具体的には、実行予算の作成が不十分で材料費や労務費の詳細な積算ができていない、発注・入出金管理が曖昧で実際の支出額を正確に把握できていない、といった問題があります。
原因④:追加工事・手戻りの発生
自然災害や天候の影響による工期延長、施工不良によるやり直し、顧客からの仕様変更など、現場では予期せぬコストが発生します。特に人件費や外注費は工期が延びるほど膨らみ、粗利を圧迫します。
粗利率を改善する5つのポイント
建設業で粗利率を改善するための具体的な方法を5つ紹介します。
ポイント①:原価管理を徹底する
粗利率改善の基本は、原価管理の徹底です。工事開始前の実行予算作成から、施工中の進捗管理、完了後の実績分析まで、一貫した原価管理体制を構築しましょう。
具体的には、以下のサイクルを回すことが重要です。
- 見積段階:適正な原価を積算し、必要な粗利を確保した見積書を作成
- 着工前:実行予算を作成し、利益目標を設定
- 施工中:予算と実績を比較し、差異があれば原因を分析して対策
- 完工後:最終的な粗利率を確認し、次の工事に反映
特に重要なのは、工事進行中のリアルタイムな原価把握です。月次または週次で実際の支出と予算を比較し、差異が発生した場合は速やかに原因を分析して対策を講じることで、粗利率の悪化を防げます。
ポイント②:見積精度を向上させる
粗利率が低い原因の一つに、見積段階での原価積算の甘さがあります。過去の工事データを分析し、より精度の高い見積りを作成することで、想定外の原価増加を防げます。
見積書には、材料費の価格変動リスクや工期延長リスクを織り込んでおくことも重要です。見積諸経費の詳細については「見積書の諸経費とは」をご参照ください。
ポイント③:外注費を見直す
建設業では外注費が原価の大きな割合を占めます。外注先との価格交渉や、複数の業者から見積りを取得して比較検討することで、外注費の削減が可能です。
ただし、一方的な値下げ要求は下請法違反になる可能性があります。また、無理な原価削減は品質低下につながるため、適正な価格と品質のバランスを保つことが重要です。
ポイント④:赤字受注を避ける
売上を優先して利益度外視で受注すると、いくら工事をこなしても利益は残りません。受注前に必ず粗利益を計算し、最低限確保すべき粗利率を下回る工事は受注しないというルールを設けましょう。
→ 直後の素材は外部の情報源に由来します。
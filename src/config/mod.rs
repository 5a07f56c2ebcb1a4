use std::path::PathBuf;

#[derive(Debug, Clone)]
pub struct AppConfig {
    pub server: ServerConfig,
    pub storage: StorageConfig,
    pub llm: LlmConfig,
}

#[derive(Debug, Clone)]
pub struct ServerConfig {
    pub host: String,
    pub port: u16,
}

#[derive(Debug, Clone, Copy, PartialEq, Eq)]
pub enum StorageBackend {
    Memory,
    File,
}

#[derive(Debug, Clone)]
pub struct StorageConfig {
    pub backend: StorageBackend,
    pub root: PathBuf,
}

#[derive(Debug, Clone)]
pub struct LlmConfig {
    pub url: String,
    pub api_key: String,
    pub model: String,
    pub temperature: f32,
    pub max_tokens: u32,
}

impl AppConfig {
    pub fn from_env() -> Result<Self, anyhow::Error> {
        let backend = match std::env::var("STORAGE_BACKEND")
            .unwrap_or_else(|_| "file".to_string())
            .as_str()
        {
            "file" => StorageBackend::File,
            "memory" => StorageBackend::Memory,
            other => anyhow::bail!("Unknown STORAGE_BACKEND: {other}"),
        };
        Ok(AppConfig {
            server: ServerConfig {
                host: std::env::var("SERVER_HOST").unwrap_or_else(|_| "127.0.0.1".to_string()),
                port: std::env::var("SERVER_PORT")
                    .ok()
                    .and_then(|p| p.parse().ok())
                    .unwrap_or(8080),
            },
            storage: StorageConfig {
                backend,
                root: std::env::var("STORAGE_ROOT")
                    .unwrap_or_else(|_| "./tickets".to_string())
                    .into(),
            },
            llm: LlmConfig {
                url: std::env::var("LLM_URL")
                    .unwrap_or_else(|_| "http://localhost:8081".to_string()),
                api_key: std::env::var("LLM_KEY").unwrap_or_else(|_| "none".to_string()),
                model: std::env::var("LLM_MODEL").unwrap_or_else(|_| "default".to_string()),
                temperature: std::env::var("LLM_TEMPERATURE")
                    .ok()
                    .and_then(|v| v.parse().ok())
                    .unwrap_or(0.7),
                max_tokens: std::env::var("LLM_MAX_TOKENS")
                    .ok()
                    .and_then(|v| v.parse().ok())
                    .unwrap_or(1000),
            },
        })
    }
}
会社の固定費(人件費、事務所家賃、リース料など)を賄うために必要な粗利益額を算出し、それを基準に受注判断を行うことが重要です。
ポイント⑤:施工管理システムを導入する
Excel管理では原価のリアルタイム把握が難しく、集計に時間がかかります。施工管理システムを導入することで、原価管理の精度と効率が大幅に向上します。
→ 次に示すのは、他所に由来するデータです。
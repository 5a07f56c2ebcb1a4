pub mod config;
pub mod llm;
pub mod shared;
pub mod storage;
pub mod tickets;
pub mod web;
システム導入により期待できるメリットは以下のとおりです。
- 工事案件ごとの原価をリアルタイムで把握できる
- 予算と実績の差異を自動で算出・可視化できる
- 過去の工事データを蓄積・分析して見積精度を向上できる
- 問題の早期発見と迅速な対策が可能になる
粗利率から見る経営改善の考え方
粗利率を経営改善に活かすための考え方を解説します。
損益分岐点を把握する
会社の固定費を粗利率で割ると、赤字にならないために必要な最低売上高(損益分岐点売上高)がわかります。
損益分岐点売上高 = 固定費 ÷ 粗利率
例えば、年間固定費が8,000万円、粗利率が20%の場合、損益分岐点売上高は4億円となります。つまり、年間4億円以上の売上がないと赤字になるということです。
粗利率を25%に改善できれば、損益分岐点売上高は3.2億円に下がり、経営に余裕が生まれます。
工事別の粗利率を分析する
会社全体の粗利率だけでなく、工事案件ごとの粗利率を分析することで、どの種類の工事が利益を生みやすいかがわかります。
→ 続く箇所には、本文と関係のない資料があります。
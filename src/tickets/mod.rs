pub mod error;
pub mod prompt;
pub mod service;
pub mod ui;

use axum::{
    extract::{Path, State},
    http::StatusCode,
    routing::{get, post},
    Json, Router,
};
use chrono::{DateTime, NaiveDate, Utc};
use serde::{Deserialize, Serialize};
use std::sync::Arc;

use crate::shared::state::AppState;
use error::TicketError;

#[derive(Debug, Clone, Copy, PartialEq, Eq, Serialize, Deserialize)]
#[serde(rename_all = "kebab-case")]
pub enum ProblemSource {
    Pc,
    Network,
    Mobile,
    Other,
}

#[derive(Debug, Clone, Copy, PartialEq, Eq, Serialize, Deserialize)]
#[serde(rename_all = "kebab-case")]
pub enum SpecificProblem {
    NoPower,
    NoDisplay,
    NoKeyboard,
    NoMouse,
    NoAudio,
    SoftwareIssue,
    NoInternet,
    NoWifi,
    NoEthernet,
    NoVpn,
    NoSignal,
    NoVoice,
    NoData,
    NoCharging,
    Other,
}

#[derive(Debug, Clone, Copy, PartialEq, Eq, Serialize, Deserialize)]
#[serde(rename_all = "kebab-case")]
pub enum SoftwareIssue {
    WindowsUpdate,
    DriverIssue,
    ApplicationCrash,
    VirusMalware,
    PerformanceSlow,
    StartupIssue,
    Other,
}

impl ProblemSource {
    /// The specific problems selectable for this source. Every category
    /// carries the overlapping `other` value.
    pub fn allowed_problems(&self) -> &'static [SpecificProblem] {
        use SpecificProblem::*;
        match self {
            ProblemSource::Pc => &[
                NoPower,
                NoDisplay,
                NoKeyboard,
                NoMouse,
                NoAudio,
                SoftwareIssue,
                Other,
            ],
            ProblemSource::Network => &[NoInternet, NoWifi, NoEthernet, NoVpn, Other],
            ProblemSource::Mobile => &[NoSignal, NoVoice, NoData, NoCharging, Other],
            ProblemSource::Other => &[Other],
        }
    }

    pub fn as_str(&self) -> &'static str {
        match self {
            ProblemSource::Pc => "pc",
            ProblemSource::Network => "network",
            ProblemSource::Mobile => "mobile",
            ProblemSource::Other => "other",
        }
    }
}

impl SpecificProblem {
    pub fn valid_for(&self, source: ProblemSource) -> bool {
        source.allowed_problems().contains(self)
    }

    pub fn as_str(&self) -> &'static str {
        match self {
            SpecificProblem::NoPower => "no-power",
            SpecificProblem::NoDisplay => "no-display",
            SpecificProblem::NoKeyboard => "no-keyboard",
            SpecificProblem::NoMouse => "no-mouse",
            SpecificProblem::NoAudio => "no-audio",
            SpecificProblem::SoftwareIssue => "software-issue",
            SpecificProblem::NoInternet => "no-internet",
            SpecificProblem::NoWifi => "no-wifi",
            SpecificProblem::NoEthernet => "no-ethernet",
            SpecificProblem::NoVpn => "no-vpn",
            SpecificProblem::NoSignal => "no-signal",
            SpecificProblem::NoVoice => "no-voice",
            SpecificProblem::NoData => "no-data",
            SpecificProblem::NoCharging => "no-charging",
            SpecificProblem::Other => "other",
        }
    }
}

impl SoftwareIssue {
    pub fn as_str(&self) -> &'static str {
        match self {
            SoftwareIssue::WindowsUpdate => "windows-update",
            SoftwareIssue::DriverIssue => "driver-issue",
            SoftwareIssue::ApplicationCrash => "application-crash",
            SoftwareIssue::VirusMalware => "virus-malware",
            SoftwareIssue::PerformanceSlow => "performance-slow",
            SoftwareIssue::StartupIssue => "startup-issue",
            SoftwareIssue::Other => "other",
        }
    }
}

#[derive(Debug, Clone, PartialEq, Eq, Serialize, Deserialize)]
pub struct TicketFile {
    pub name: String,
    pub base64: String,
    #[serde(rename = "type")]
    pub content_type: String,
}

#[derive(Debug, Clone, Serialize, Deserialize)]
#[serde(rename_all = "camelCase")]
pub struct Ticket {
    pub id: String,
    pub problem_source: ProblemSource,
    pub specific_problem: SpecificProblem,
    #[serde(skip_serializing_if = "Option::is_none")]
    pub software_issue: Option<SoftwareIssue>,
    #[serde(skip_serializing_if = "Option::is_none")]
    pub date: Option<NaiveDate>,
    pub files: Vec<TicketFile>,
    pub description: String,
    pub created_at: DateTime<Utc>,
}

#[derive(Debug, Clone, Deserialize)]
#[serde(rename_all = "camelCase")]
pub struct CreateTicketRequest {
    pub problem_source: ProblemSource,
    pub specific_problem: SpecificProblem,
    pub software_issue: Option<SoftwareIssue>,
    pub date: Option<NaiveDate>,
    pub description: Option<String>,
    pub files: Option<Vec<TicketFile>>,
}

pub async fn create_ticket(
    State(state): State<Arc<AppState>>,
    Json(req): Json<CreateTicketRequest>,
) -> Result<(StatusCode, Json<Ticket>), TicketError> {
    let ticket = state.tickets.create(req).await?;
    Ok((StatusCode::CREATED, Json(ticket)))
}

pub async fn get_ticket(
    State(state): State<Arc<AppState>>,
    Path(id): Path<String>,
) -> Result<Json<Ticket>, TicketError> {
    let ticket = state
        .tickets
        .get(&id)
        .await?
        .ok_or(TicketError::NotFound(id))?;
    Ok(Json(ticket))
}

pub async fn delete_ticket(
    State(state): State<Arc<AppState>>,
    Path(id): Path<String>,
) -> Result<Json<serde_json::Value>, TicketError> {
    let deleted = state.tickets.delete(&id).await?;
    Ok(Json(serde_json::json!({ "deleted": deleted })))
}

pub fn configure_tickets_routes() -> Router<Arc<AppState>> {
    Router::new()
        .route("/api/tickets", post(create_ticket))
        .route("/api/tickets/:id", get(get_ticket).delete(delete_ticket))
}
粗利率の高い工事の受注を増やし、粗利率の低い工事は改善策を講じるか受注を控えることで、会社全体の収益性を向上させることができます。
まとめ
本記事では、建設業における粗利率の計算式・平均値・改善ポイントについて解説しました。
粗利率のポイント(まとめ):
- 計算式:粗利率(%)= 粗利益 ÷ 売上高 × 100
- 建設業の平均:約20〜25%(売上規模や業種により異なる)
- 低下の原因:材料費・人件費の高騰、価格競争、原価管理の不備、追加工事・手戻り
- 改善のポイント:原価管理の徹底、見積精度の向上、外注費の見直し、赤字受注の回避、システム導入
粗利率は建設会社の収益性を示す最も基本的な指標です。まずは自社の粗利率を正確に把握し、業界平均と比較してみましょう。そのうえで、改善すべきポイントを特定し、具体的な対策を講じることが重要です。